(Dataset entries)
--------------------------------
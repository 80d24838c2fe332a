//! Durable task/thought queue backed by SQLite.
//!
//! The store is the engine's single source of truth for work: tasks arrive
//! from transports, seed thoughts are enqueued, and the scheduler drains
//! pending thoughts in priority order. Status transitions are enforced here
//! against the machines in [`crate::types`]; an attempt to leave a terminal
//! state or exceed the ponder cap is an error, never a silent update.
//!
//! ## Concurrency
//!
//! Reads run concurrently on the pool; writes serialize through an internal
//! async lock so status transitions are check-then-write atomic with
//! respect to one another.

pub mod migrations;
pub mod model;

use std::path::Path;

use chrono::{DateTime, Utc};
use miette::Diagnostic;
use serde_json::Value;
use sqlx::sqlite::{SqliteConnectOptions, SqlitePoolOptions, SqliteRow};
use sqlx::{Row, SqlitePool};
use thiserror::Error;
use tokio::sync::Mutex;
use tracing::instrument;

use crate::types::{ErrorClass, TaskStatus, ThoughtStatus};
use model::{QueueStatus, Task, TaskContext, TaskSignature, Thought, ThoughtContext};

// ============================================================================
// Errors
// ============================================================================

/// Errors from the task/thought store.
#[derive(Debug, Error, Diagnostic)]
pub enum StoreError {
    /// Underlying database error.
    #[error("engine database error: {0}")]
    #[diagnostic(code(praxis::store::sqlx))]
    Sqlx(#[from] sqlx::Error),

    /// A migration failed to apply.
    #[error("migration {filename} failed: {detail}")]
    #[diagnostic(
        code(praxis::store::migration),
        help("Fix the migration file; the bookkeeping row is only written on success.")
    )]
    Migration {
        /// Migration filename (or directory when listing failed).
        filename: String,
        /// Failure detail.
        detail: String,
    },

    /// Attempted a transition the status machine does not admit.
    #[error("illegal {entity} transition {from} -> {to} for {id}")]
    #[diagnostic(
        code(praxis::store::illegal_transition),
        help("Terminal states admit no further transitions.")
    )]
    IllegalTransition {
        /// "task" or "thought".
        entity: &'static str,
        /// Entity id.
        id: String,
        /// Current status.
        from: String,
        /// Requested status.
        to: String,
    },

    /// Ponder re-queue attempted at or above the ponder cap.
    #[error("thought {thought_id} has reached the ponder cap ({cap})")]
    #[diagnostic(code(praxis::store::ponder_cap))]
    PonderCapExceeded {
        /// Thought id.
        thought_id: String,
        /// Configured cap.
        cap: u32,
    },

    /// A new thought would exceed the depth bound.
    #[error("thought depth {depth} exceeds the maximum of {max}")]
    #[diagnostic(code(praxis::store::depth_exceeded))]
    DepthExceeded {
        /// Requested depth.
        depth: u32,
        /// Configured maximum.
        max: u32,
    },

    /// Entity not found.
    #[error("{entity} {id} not found")]
    #[diagnostic(code(praxis::store::not_found))]
    NotFound {
        /// "task" or "thought".
        entity: &'static str,
        /// Entity id.
        id: String,
    },

    /// A stored row could not be mapped back into a model.
    #[error("corrupt row: {detail}")]
    #[diagnostic(code(praxis::store::corrupt))]
    Corrupt {
        /// Description of the malformed column.
        detail: String,
    },
}

impl StoreError {
    /// Propagation class per the engine error taxonomy.
    #[must_use]
    pub fn class(&self) -> ErrorClass {
        match self {
            Self::Sqlx(_) | Self::Migration { .. } => ErrorClass::TransientExternal,
            Self::IllegalTransition { .. } => ErrorClass::Invariant,
            Self::PonderCapExceeded { .. } | Self::DepthExceeded { .. } => ErrorClass::Validation,
            Self::NotFound { .. } => ErrorClass::Validation,
            Self::Corrupt { .. } => ErrorClass::Integrity,
        }
    }
}

// ============================================================================
// ThoughtStore
// ============================================================================

/// Durable queue of tasks and thoughts.
pub struct ThoughtStore {
    pool: SqlitePool,
    write_lock: Mutex<()>,
    ponder_cap: u32,
    max_depth: u32,
}

impl std::fmt::Debug for ThoughtStore {
    fn fmt(&self, f: &mut std::fmt::Formatter<'_>) -> std::fmt::Result {
        f.debug_struct("ThoughtStore")
            .field("ponder_cap", &self.ponder_cap)
            .field("max_depth", &self.max_depth)
            .finish_non_exhaustive()
    }
}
--------------------------------
Task >> Output all of the data again. Match it exactly.

Written answer >>
repository 80d24838c2fe332a
//! Durable task/thought queue backed by SQLite.
//!
//! The store is the engine's single source of truth for work: tasks arrive
//! from transports, seed thoughts are enqueued, and the scheduler drains
//! pending thoughts in priority order. Status transitions are enforced here
//! against the machines in [`crate::types`]; an attempt to leave a terminal
//! state or exceed the ponder cap is an error, never a silent update.
//!
//! ## Concurrency
//!
//! Reads run concurrently on the pool; writes serialize through an internal
//! async lock so status transitions are check-then-write atomic with
//! respect to one another.

pub mod migrations;
pub mod model;

use std::path::Path;

use chrono::{DateTime, Utc};
use miette::Diagnostic;
use serde_json::Value;
use sqlx::sqlite::{SqliteConnectOptions, SqlitePoolOptions, SqliteRow};
use sqlx::{Row, SqlitePool};
use thiserror::Error;
use tokio::sync::Mutex;
use tracing::instrument;

use crate::types::{ErrorClass, TaskStatus, ThoughtStatus};
use model::{QueueStatus, Task, TaskContext, TaskSignature, Thought, ThoughtContext};

// ============================================================================
// Errors
// ============================================================================

/// Errors from the task/thought store.
#[derive(Debug, Error, Diagnostic)]
pub enum StoreError {
    /// Underlying database error.
    #[error("engine database error: {0}")]
    #[diagnostic(code(praxis::store::sqlx))]
    Sqlx(#[from] sqlx::Error),

    /// A migration failed to apply.
    #[error("migration {filename} failed: {detail}")]
    #[diagnostic(
        code(praxis::store::migration),
        help("Fix the migration file; the bookkeeping row is only written on success.")
    )]
    Migration {
        /// Migration filename (or directory when listing failed).
        filename: String,
        /// Failure detail.
        detail: String,
    },

    /// Attempted a transition the status machine does not admit.
    #[error("illegal {entity} transition {from} -> {to} for {id}")]
    #[diagnostic(
        code(praxis::store::illegal_transition),
        help("Terminal states admit no further transitions.")
    )]
    IllegalTransition {
        /// "task" or "thought".
        entity: &'static str,
        /// Entity id.
        id: String,
        /// Current status.
        from: String,
        /// Requested status.
        to: String,
    },

    /// Ponder re-queue attempted at or above the ponder cap.
    #[error("thought {thought_id} has reached the ponder cap ({cap})")]
    #[diagnostic(code(praxis::store::ponder_cap))]
    PonderCapExceeded {
        /// Thought id.
        thought_id: String,
        /// Configured cap.
        cap: u32,
    },

    /// A new thought would exceed the depth bound.
    #[error("thought depth {depth} exceeds the maximum of {max}")]
    #[diagnostic(code(praxis::store::depth_exceeded))]
    DepthExceeded {
        /// Requested depth.
        depth: u32,
        /// Configured maximum.
        max: u32,
    },

    /// Entity not found.
    #[error("{entity} {id} not found")]
    #[diagnostic(code(praxis::store::not_found))]
    NotFound {
        /// "task" or "thought".
        entity: &'static str,
        /// Entity id.
        id: String,
    },

    /// A stored row could not be mapped back into a model.
    #[error("corrupt row: {detail}")]
    #[diagnostic(code(praxis::store::corrupt))]
    Corrupt {
        /// Description of the malformed column.
        detail: String,
    },
}

impl StoreError {
    /// Propagation class per the engine error taxonomy.
    #[must_use]
    pub fn class(&self) -> ErrorClass {
        match self {
            Self::Sqlx(_) | Self::Migration { .. } => ErrorClass::TransientExternal,
            Self::IllegalTransition { .. } => ErrorClass::Invariant,
            Self::PonderCapExceeded { .. } | Self::DepthExceeded { .. } => ErrorClass::Validation,
            Self::NotFound { .. } => ErrorClass::Validation,
            Self::Corrupt { .. } => ErrorClass::Integrity,
        }
    }
}

// ============================================================================
// ThoughtStore
// ============================================================================

/// Durable queue of tasks and thoughts.
pub struct ThoughtStore {
    pool: SqlitePool,
    write_lock: Mutex<()>,
    ponder_cap: u32,
    max_depth: u32,
}

impl std::fmt::Debug for ThoughtStore {
    fn fmt(&self, f: &mut std::fmt::Formatter<'_>) -> std::fmt::Result {
        f.debug_struct("ThoughtStore")
            .field("ponder_cap", &self.ponder_cap)
            .field("max_depth", &self.max_depth)
            .finish_non_exhaustive()
    }
}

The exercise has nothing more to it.